We first performed western blot analysis to screen for cell lines with high expression of HSP70 (Fig. 2a and b). HSP70 protein levels were significantly elevated in RKO cells compared to those in LX-2, NCM460, H-358, and MIA-Paca-2 cells. Therefore, RKO cells were selected for subsequent experiments.

Fig. 2 Evaluation of the effect of the synthesized compounds on HSP70. (a and b) The expression levels of HSP70 in different cell lines. (c and d) The expression of HSP70 in RKO cells affected by compounds in 48 h (n = 3). All assays consisted of three biologically independent replicates. The expression levels of HSP70 are shown as means ± SEM. ns, not significant, * p < 0.05, ** p < 0.01, *** p < 0.001, **** p < 0.0001.

The degradation efficiency of the synthesized PROTAC compounds on HSP70 and their cytotoxic activity against the RKO cell line were evaluated by western blot and CCK-8 assay, respectively. The results are shown in Fig. 2c and d and Table 1. The structure–activity relationships (SARs) of the synthesized HSP70-targeting PROTAC compounds revealed that the efficiency is highly dependent on the type of linker group attached to thalidomide and the properties and length of the linker. Compounds with alkylamine linkers (series C) exhibited the highest HSP70 degradation rates, with C4 reaching 56% degradation and exhibiting 26% cytotoxicity at 8 μM. Aminocarbonyl linkers (series B) showed weaker degradative activity (21% for B1) with a corresponding cytotoxicity of 21%. Alkoxy linkers (series A) exhibited almost no protein degradation and cytotoxicity. The optimal linker length appears to be 5–8 atoms, balancing flexibility and steric considerations, which is crucial for effective ternary complex formation and subsequent degradation. Additionally, the presence of heteroatoms or bulky groups in the linker can introduce geometric constraints or non-productive binding sites, potentially hindering complex formation and reducing both degradation efficiency and cytotoxicity. These findings have underscored the importance of linker composition and length in modulating the efficacy of PROTACs targeting HSP70.

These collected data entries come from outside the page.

//! Amount and identifier helpers shared by the payment flows.
//!
//! The gateway's payments API takes amounts in minor units (cents) while
//! plan amounts and everything persisted locally are in major units.

use uuid::Uuid;

use crate::domain::foundation::ValidationError;

/// Currencies accepted for one-off payments.
pub const SUPPORTED_CURRENCIES: [&str; 5] = ["USD", "COP", "BRL", "MXN", "ARS"];

/// Countries accepted for one-off payments.
pub const SUPPORTED_COUNTRIES: [&str; 5] = ["US", "CO", "BR", "MX", "AR"];

/// Converts a major-unit amount to minor units, rounding half away from zero.
pub fn to_minor_units(amount: f64) -> i64 {
    (amount * 100.0).round() as i64
}

/// Converts a minor-unit amount back to major units.
pub fn from_minor_units(minor: i64) -> f64 {
    minor as f64 / 100.0
}

/// True when the amount is a finite number strictly greater than zero.
pub fn is_valid_amount(amount: f64) -> bool {
    amount.is_finite() && amount > 0.0
}

/// Validates an amount field, naming it in the error.
pub fn validate_amount(field: &str, amount: f64) -> Result<f64, ValidationError> {
    if is_valid_amount(amount) {
        Ok(amount)
    } else {
        Err(ValidationError::not_positive(field, amount))
    }
}

/// Fresh order/transaction identifier.
pub fn generate_transaction_id() -> String {
    Uuid::new_v4().to_string()
}

/// Human-readable amount, e.g. `9.99 USD`.
pub fn format_amount(amount: f64, currency: &str) -> String {
    format!("{:.2} {}", amount, currency.to_uppercase())
}

/// Largest amount the sandbox environment accepts per currency, in major units.
pub fn sandbox_limit(currency: &str) -> f64 {
    match currency.to_uppercase().as_str() {
        "COP" => 50_000.0,
        "UYU" => 2_000.0,
        "BRL" => 500.0,
        "MXN" => 2_000.0,
        "ARS" => 10_000.0,
        "PEN" => 300.0,
        "CLP" => 80_000.0,
        _ => 100.0,
    }
}

/// Clamps an amount to the sandbox limit of its currency.
pub fn cap_for_sandbox(amount: f64, currency: &str) -> f64 {
    amount.min(sandbox_limit(currency))
}

/// Country that a currency is charged in by default.
pub fn default_country_for(currency: &str) -> Option<&'static str> {
    match currency.to_uppercase().as_str() {
        "COP" => Some("CO"),
        "USD" => Some("US"),
        "BRL" => Some("BR"),
        "MXN" => Some("MX"),
        "ARS" => Some("AR"),
        "UYU" => Some("UY"),
        "PEN" => Some("PE"),
        "CLP" => Some("CL"),
        _ => None,
    }
}

/// Upper-cases and checks a currency against [`SUPPORTED_CURRENCIES`].
pub fn normalize_currency(currency: &str) -> Result<String, ValidationError> {
    let upper = currency.trim().to_uppercase();
    if SUPPORTED_CURRENCIES.contains(&upper.as_str()) {
        Ok(upper)
    } else {
        Err(ValidationError::not_allowed("currency", &SUPPORTED_CURRENCIES, currency))
    }
}

/// Upper-cases and checks a country against [`SUPPORTED_COUNTRIES`].
pub fn normalize_country(country: &str) -> Result<String, ValidationError> {
    let upper = country.trim().to_uppercase();
    if SUPPORTED_COUNTRIES.contains(&upper.as_str()) {
        Ok(upper)
    } else {
        Err(ValidationError::not_allowed("country", &SUPPORTED_COUNTRIES, country))
    }
}

/// Trims and strips characters that would break out of HTML or quoted contexts.
pub fn sanitize_text(input: &str) -> String {
    input
        .trim()
        .chars()
        .filter(|c| !matches!(c, '<' | '>' | '"' | '\''))
        .collect()
}
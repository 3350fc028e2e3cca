//! dLocal Go payment gateway adapter.
//!
//! Implements the `PaymentGateway` port for dLocal Go, including:
//! - One-off payments and payment methods
//! - Recurring plans and subscription deactivation
//! - Notification signature checks
//!
//! # Configuration
//!
//! Credentials come from the `gateway` config section:
//! - `SUBSCRIPTION_GATEWAY__GATEWAY__X_LOGIN`
//! - `SUBSCRIPTION_GATEWAY__GATEWAY__X_TRANS_KEY`

mod api_types;
mod dlocal_adapter;
mod mock_gateway;
pub mod signature;

pub use dlocal_adapter::{DLocalConfig, DLocalGateway, SANDBOX_API_URL};
pub use mock_gateway::{MethodCall, MockPaymentGateway, MOCK_CHECKOUT_HOST};
pub use signature::SignatureCheck;
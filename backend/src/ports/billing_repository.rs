//! Billing repository port.
//!
//! Persistence contract for users, plans, and payment rows. Status updates
//! honour the payment state machine: a row that exists but cannot move to
//! the requested status is reported as `InvalidStateTransition` and left
//! untouched. Updates that find no row report a not-found code, which
//! callers treat as "try the next way of locating the row".

use async_trait::async_trait;

use crate::domain::billing::{
    GatewayRefs, NewPayment, Payment, PaymentStatus, PaymentTarget, Plan, StatusChange, User,
};
use crate::domain::foundation::{CorrelationId, DomainError, PlanId, UserId};

/// Number of recent rows scanned when recovering gateway identifiers.
pub const RECENT_PAYMENTS_SCAN: i64 = 10;

#[async_trait]
pub trait BillingRepository: Send + Sync {
    /// Load a user. `UserNotFound` if absent.
    async fn get_user(&self, user_id: &UserId) -> Result<User, DomainError>;

    /// Load a plan. `PlanNotFound` if absent.
    async fn get_plan(&self, plan_id: &PlanId) -> Result<Plan, DomainError>;

    /// Most recent row of the user in an active-subscription status.
    async fn active_subscription(&self, user_id: &UserId) -> Result<Option<Payment>, DomainError>;

    async fn has_active_subscription(&self, user_id: &UserId) -> Result<bool, DomainError> {
        Ok(self.active_subscription(user_id).await?.is_some())
    }

    /// Insert a Pending row.
    ///
    /// Refuses with `ActiveSubscriptionExists` when the user already holds
    /// a live subscription, whether caught by the pre-check or by storage.
    async fn create_payment(&self, payment: NewPayment) -> Result<Payment, DomainError>;

    /// Update the row whose external id matches.
    async fn update_payment_status(
        &self,
        dlo_payment_id: &str,
        status: PaymentStatus,
    ) -> Result<StatusChange, DomainError>;

    /// Update the row recorded under a gateway subscription id.
    async fn update_payment_by_subscription(
        &self,
        subscription_id: &str,
        status: PaymentStatus,
    ) -> Result<StatusChange, DomainError>;

    /// Update the row carrying a plan token, stamping the subscription id when given.
    async fn update_payment_by_plan_token(
        &self,
        plan_token: &str,
        subscription_id: Option<&str>,
        status: PaymentStatus,
    ) -> Result<StatusChange, DomainError>;

    /// Update the row minted with a correlation token, stamping the subscription id when given.
    async fn update_payment_by_correlation(
        &self,
        correlation_id: &CorrelationId,
        subscription_id: Option<&str>,
        status: PaymentStatus,
    ) -> Result<StatusChange, DomainError>;

    /// Stamp the most recent Pending row system-wide with a subscription id.
    ///
    /// Any user's row may be picked; callers gate this behind a flag.
    async fn update_pending_payment_with_subscription(
        &self,
        subscription_id: &str,
        status: PaymentStatus,
    ) -> Result<StatusChange, DomainError>;

    /// The user's live subscription row, preferring `Completed` over legacy `Active`.
    async fn get_active_payment_by_user(
        &self,
        user_id: &UserId,
    ) -> Result<Option<Payment>, DomainError>;

    /// Gateway ids found among the user's most recent live rows.
    async fn find_plan_and_subscription_for_user(
        &self,
        user_id: &UserId,
    ) -> Result<GatewayRefs, DomainError>;

    /// Update a row located by technical key, or the user's most recent row.
    async fn set_payment_status_by_idx_or_user(
        &self,
        target: &PaymentTarget,
        status: PaymentStatus,
    ) -> Result<StatusChange, DomainError>;

    /// Set or clear the user's plan reference.
    async fn update_user_plan(
        &self,
        user_id: &UserId,
        plan_id: Option<&PlanId>,
    ) -> Result<User, DomainError>;

    /// Cheap round trip to the datastore.
    async fn ping(&self) -> Result<(), DomainError>;
}
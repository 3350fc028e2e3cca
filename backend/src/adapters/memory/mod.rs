//! In-process adapters for tests and local runs.

mod billing_repository;

pub use billing_repository::InMemoryBillingRepository;
//! Server configuration

use serde::Deserialize;
use std::net::SocketAddr;
use std::time::Duration;

use super::error::ValidationError;

/// Server configuration
#[derive(Debug, Clone, Deserialize)]
pub struct ServerConfig {
    /// Host address to bind to
    #[serde(default = "default_host")]
    pub host: String,

    /// Port to listen on
    #[serde(default = "default_port")]
    pub port: u16,

    #[serde(default)]
    pub environment: Environment,

    /// Tracing filter directive
    #[serde(default = "default_log_level")]
    pub log_level: String,

    /// Request timeout in seconds
    #[serde(default = "default_request_timeout")]
    pub request_timeout_secs: u64,

    /// CORS allowed origins (comma-separated); any origin when unset
    pub cors_origins: Option<String>,
}

/// Application environment
#[derive(Debug, Clone, Copy, Deserialize, PartialEq, Eq, Default)]
#[serde(rename_all = "lowercase")]
pub enum Environment {
    #[default]
    Development,
    Staging,
    Production,
}

impl ServerConfig {
    /// Socket address to bind to
    pub fn socket_addr(&self) -> Result<SocketAddr, ValidationError> {
        let raw = format!("{}:{}", self.host, self.port);
        raw.parse()
            .map_err(|_| ValidationError::InvalidBindAddress(raw))
    }

    pub fn is_production(&self) -> bool {
        self.environment == Environment::Production
    }

    pub fn request_timeout(&self) -> Duration {
        Duration::from_secs(self.request_timeout_secs)
    }

    /// CORS origins as a vector, blanks dropped
    pub fn cors_origins_list(&self) -> Vec<String> {
        self.cors_origins
            .as_ref()
            .map(|s| {
                s.split(',')
                    .map(|s| s.trim().to_string())
                    .filter(|s| !s.is_empty())
                    .collect()
            })
            .unwrap_or_default()
    }

    pub fn validate(&self) -> Result<(), ValidationError> {
        if self.port == 0 {
            return Err(ValidationError::InvalidPort);
        }
        if self.request_timeout_secs == 0 || self.request_timeout_secs > 300 {
            return Err(ValidationError::InvalidTimeout);
        }
        self.socket_addr()?;
        Ok(())
    }
}

impl Default for ServerConfig {
    fn default() -> Self {
        Self {
            host: default_host(),
            port: default_port(),
            environment: Environment::default(),
            log_level: default_log_level(),
            request_timeout_secs: default_request_timeout(),
            cors_origins: None,
        }
    }
}

fn default_host() -> String {
    "0.0.0.0".to_string()
}

fn default_port() -> u16 {
    8080
}

fn default_log_level() -> String {
    "info,subscription_gateway=debug,sqlx=warn".to_string()
}

fn default_request_timeout() -> u64 {
    30
}
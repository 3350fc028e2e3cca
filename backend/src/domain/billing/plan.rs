//! Locally defined plans and their billing frequency.

use std::fmt;
use std::str::FromStr;

use serde::{Deserialize, Serialize};

use crate::domain::foundation::{PlanId, ValidationError};

/// Billing period unit understood by the gateway.
#[derive(Debug, Clone, Copy, PartialEq, Eq, Hash, Default, Serialize, Deserialize)]
#[serde(rename_all = "SCREAMING_SNAKE_CASE")]
pub enum FrequencyType {
    Daily,
    Weekly,
    #[default]
    Monthly,
    Yearly,
}

impl FrequencyType {
    pub fn as_str(&self) -> &'static str {
        match self {
            FrequencyType::Daily => "DAILY",
            FrequencyType::Weekly => "WEEKLY",
            FrequencyType::Monthly => "MONTHLY",
            FrequencyType::Yearly => "YEARLY",
        }
    }
}

impl fmt::Display for FrequencyType {
    fn fmt(&self, f: &mut fmt::Formatter<'_>) -> fmt::Result {
        f.write_str(self.as_str())
    }
}

impl FromStr for FrequencyType {
    type Err = ValidationError;

    fn from_str(s: &str) -> Result<Self, Self::Err> {
        match s.trim().to_uppercase().as_str() {
            "DAILY" => Ok(FrequencyType::Daily),
            "WEEKLY" => Ok(FrequencyType::Weekly),
            "MONTHLY" => Ok(FrequencyType::Monthly),
            "YEARLY" => Ok(FrequencyType::Yearly),
            _ => Err(ValidationError::not_allowed(
                "frequency_type",
                &["DAILY", "WEEKLY", "MONTHLY", "YEARLY"],
                s,
            )),
        }
    }
}

/// A plan as configured in the local catalogue.
#[derive(Debug, Clone, PartialEq, Serialize, Deserialize)]
pub struct Plan {
    pub id: PlanId,
    pub plan_name: String,
    pub description: Option<String>,
    pub price: f64,
    pub currency: String,
    pub frequency_type: FrequencyType,
    pub frequency_value: i32,
}

impl Plan {
    /// Gateway-side plan name for a given subscriber, e.g. `Pro - Ana`.
    pub fn gateway_name_for(&self, user_name: &str) -> String {
        format!("{} - {}", self.plan_name, user_name)
    }

    /// Description sent to the gateway, falling back to a generated one.
    pub fn gateway_description_for(&self, user_name: &str) -> String {
        match self.description.as_deref().map(str::trim) {
            Some(desc) if !desc.is_empty() => desc.to_string(),
            _ => format!("Subscription for {}", user_name),
        }
    }

    /// Human-readable billing cadence, e.g. `1 MONTHLY`.
    pub fn frequency_label(&self) -> String {
        format!("{} {}", self.frequency_value, self.frequency_type)
    }
}
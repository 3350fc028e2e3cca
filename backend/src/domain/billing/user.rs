//! Subscriber record.

use serde::{Deserialize, Serialize};

use crate::domain::foundation::{PlanId, Timestamp, UserId};

/// A registered user and the plan they are currently entitled to.
#[derive(Debug, Clone, PartialEq, Serialize, Deserialize)]
pub struct User {
    pub id: UserId,
    pub name: String,
    pub email: String,
    pub plan_id: Option<PlanId>,
    pub updated_at: Option<Timestamp>,
}

impl User {
    pub fn is_on_plan(&self, plan_id: &PlanId) -> bool {
        self.plan_id.as_ref() == Some(plan_id)
    }
}
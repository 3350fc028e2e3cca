//! Configuration error types

use thiserror::Error;

/// Errors that can occur during configuration loading
#[derive(Debug, Error)]
pub enum ConfigError {
    #[error("Configuration loading failed: {0}")]
    LoadError(#[from] config::ConfigError),

    #[error("Validation failed: {0}")]
    ValidationFailed(#[from] ValidationError),
}

/// Errors that can occur during configuration validation
#[derive(Debug, Error, PartialEq, Eq)]
pub enum ValidationError {
    #[error("Required configuration missing: {0}")]
    MissingRequired(&'static str),

    #[error("Invalid port number")]
    InvalidPort,

    #[error("Invalid request timeout")]
    InvalidTimeout,

    #[error("Invalid bind address {0}")]
    InvalidBindAddress(String),

    #[error("Invalid database URL format")]
    InvalidDatabaseUrl,

    #[error("Pool min_connections exceeds max_connections")]
    InvalidPoolSize,

    #[error("Pool size exceeds maximum allowed (100)")]
    PoolSizeTooLarge,

    #[error("Invalid gateway API URL")]
    InvalidGatewayUrl,

    #[error("Invalid public base URL")]
    InvalidPublicUrl,

    #[error("Public base URL must use HTTPS in production")]
    PublicUrlMustBeHttps,

    #[error("Sandbox gateway must not be used in production")]
    SandboxInProduction,

    #[error("Invalid WhatsApp support phone number")]
    InvalidSupportPhone,
}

Based on these results, compounds B1 and C4 were selected for further mechanistic investigation. Immunoblotting confirmed that R17 alone did not reduce intracellular HSP70 levels (Fig. 3a and b). The degradation efficiency of B1 and C4 against HSP70 was assessed at various concentrations after 48 h. B1 showed only weak activity (Fig. 3c and d), whereas C4 exhibited a concentration-dependent degradation effect (Fig. 3e and f). Time-course analysis revealed that treatment with 16 μM C4 led to noticeable HSP70 degradation after 48 h, with further reduction observed at 72 h (Fig. 3g and h). Importantly, the negative control C4-Me failed to induce HSP70 degradation at either 16 or 32 μM (Fig. 3i and j), supporting the conclusion that C4 mediates HSP70 degradation via recruitment of the E3 ubiquitin ligase through its thalidomide-derived moiety.

Fig. 3 Evaluation of the effect of compounds B1 and C4 on HSP70. (a and b) The effect of different concentrations of R17 on the expression of HSP70 in RKO cells in 48 h. (c and d) The effect of different concentrations of B1 on the expression of HSP70 in RKO cells in 48 h. (e and f) The effect of different concentrations of C4 on the expression of HSP70 in RKO cells in 48 h. (g and h) Time-course analysis of HSP70 expression in RKO cells following treatment with 16 μM C4. (i and j) Competitive effect of negative control C4-Me and C4 on the expression of HSP70 in RKO cells in 48 h. All assays consisted of three biologically independent replicates. The expression levels of HSP70 are shown as means ± SEM. ns, not significant, * p < 0.05, ** p < 0.01, *** p < 0.001, **** p < 0.0001.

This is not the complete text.